- Country of origin: France
- Region, town: Pas-de-Calais département, Boulogne-sur-Mer
- Source of milk: Cows
- Pasteurized: No
- Texture: Soft, moist

= Vieux-Boulogne =

Type of cows cheese

Vieux-Boulogne (/fr/; also known as Sablé du Boulonnais /fr/) is an unpasteurized, unpressed cow's-milk cheese made in the Pas-de-Calais département around the town of Boulogne-sur-Mer in France. It was developed in 1982 by Antoine Bernard and Philippe Olivier.

==Description==
This artisanal cheese is square in shape, at around 11 cm across and 4 cm high, and weighs up to 500 g. It has a soft, elastic central pâte, surrounded by a moist, red-orange washed rind that is washed in beer during production. The cheese is pre-salé (pre-salted).

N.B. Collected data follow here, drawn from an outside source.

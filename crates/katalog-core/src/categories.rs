//! The closed set of canonical category labels.
//!
//! Anything outside this set (and non-empty) lands in the catch-all
//! [`CATCH_ALL_CATEGORY`] bucket when filtering.

use std::collections::HashSet;
use std::path::Path;

use serde::Deserialize;

use crate::ConfigError;

/// Filter keyword selecting every category outside the known set.
pub const CATCH_ALL_CATEGORY: &str = "ostalo";

/// Category whose products are repriced during normalization.
pub const MONITOR_CATEGORY: &str = "Monitori";

const BUILTIN_CATEGORIES: [&str; 7] = [
    MONITOR_CATEGORY,
    "Toneri i potrošni materijal",
    "Mobilni/Fiksni telefoni i tableti",
    "Slušalice",
    "Torbe i rančevi",
    "Štampači",
    "Električni trotineti",
];

#[derive(Debug, Clone, PartialEq, Eq)]
pub struct CategorySet {
    labels: Vec<String>,
    folded: HashSet<String>,
}

impl CategorySet {
    /// Builds a validated set from canonical labels.
    ///
    /// # Errors
    ///
    /// Returns [`ConfigError::Validation`] for blank labels, case-insensitive
    /// duplicates, or the catch-all keyword itself.
    pub fn new<I, S>(labels: I) -> Result<Self, ConfigError>
    where
        I: IntoIterator<Item = S>,
        S: Into<String>,
    {
        let mut set = Self {
            labels: Vec::new(),
            folded: HashSet::new(),
        };

        for label in labels {
            let label: String = label.into();
            let trimmed = label.trim();
            if trimmed.is_empty() {
                return Err(ConfigError::Validation(
                    "category label must be non-empty".to_string(),
                ));
            }

            let folded = trimmed.to_lowercase();
            if folded == CATCH_ALL_CATEGORY {
                return Err(ConfigError::Validation(format!(
                    "'{trimmed}' is reserved for the catch-all filter"
                )));
            }
            if !set.folded.insert(folded) {
                return Err(ConfigError::Validation(format!(
                    "duplicate category label: '{trimmed}'"
                )));
            }
            set.labels.push(trimmed.to_string());
        }

        Ok(set)
    }

    /// The built-in category list used when no override file is configured.
    #[must_use]
    pub fn builtin() -> Self {
        Self {
            labels: BUILTIN_CATEGORIES.iter().map(|s| (*s).to_string()).collect(),
            folded: BUILTIN_CATEGORIES.iter().map(|s| s.to_lowercase()).collect(),
        }
    }

    /// Case-insensitive membership test.
    #[must_use]
    pub fn contains(&self, category: &str) -> bool {
        self.folded.contains(&category.to_lowercase())
    }

    #[must_use]
    pub fn labels(&self) -> &[String] {
        &self.labels
    }

    #[must_use]
    pub fn len(&self) -> usize {
        self.labels.len()
    }

    #[must_use]
    pub fn is_empty(&self) -> bool {
        self.labels.is_empty()
    }
}

impl Default for CategorySet {
    fn default() -> Self {
        Self::builtin()
    }
}

/// Returns `true` when a filter value names the catch-all bucket.
#[must_use]
pub fn is_catch_all(filter: &str) -> bool {
    filter.trim().eq_ignore_ascii_case(CATCH_ALL_CATEGORY)
}

#[derive(Debug, Deserialize)]
struct CategoriesFile {
    categories: Vec<String>,
}

/// Load and validate a category override file.
///
/// The file is YAML with a single `categories` list.
///
/// # Errors
///
/// Returns `ConfigError` if the file cannot be read, parsed, or fails validation.
pub fn load_categories(path: &Path) -> Result<CategorySet, ConfigError> {
    let content = std::fs::read_to_string(path).map_err(|e| ConfigError::CategoriesFileIo {
        path: path.display().to_string(),
        source: e,
    })?;

    parse_categories(&content)
}

fn parse_categories(content: &str) -> Result<CategorySet, ConfigError> {
    let file: CategoriesFile = serde_yaml::from_str(content)?;
    if file.categories.is_empty() {
        return Err(ConfigError::Validation(
            "categories file must list at least one category".to_string(),
        ));
    }
    CategorySet::new(file.categories)
}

Vieux-Boulogne is famed for its strong smell, and in November 2004 was found by researchers at Cranfield University to be the "smelliest" of 15 French and British cheeses that they tested. A follow-up test done by the same institution using "electronic nose" sensors in March 2007 reaffirmed Vieux-Boulogne's status as the world's "smelliest" cheese.

== Cultural Significance ==
Vieux-Boulogne is widely recognized not only for its pungent smell but also for its distinct beer-washed rind, which gives it a unique umami depth. It has been featured in multiple food documentaries and cheese-tasting competitions as a benchmark for strong, washed-rind cheeses. Some artisanal cheese shops consider it a "rite of passage" for serious cheese lovers.

Its notoriety as the "smelliest cheese in the world" has sparked curiosity among food enthusiasts. While many appreciate its complex aroma and creamy texture, others find its intensity overwhelming. This contrast has made Vieux-Boulogne a popular feature in food challenge videos and sensory experiments.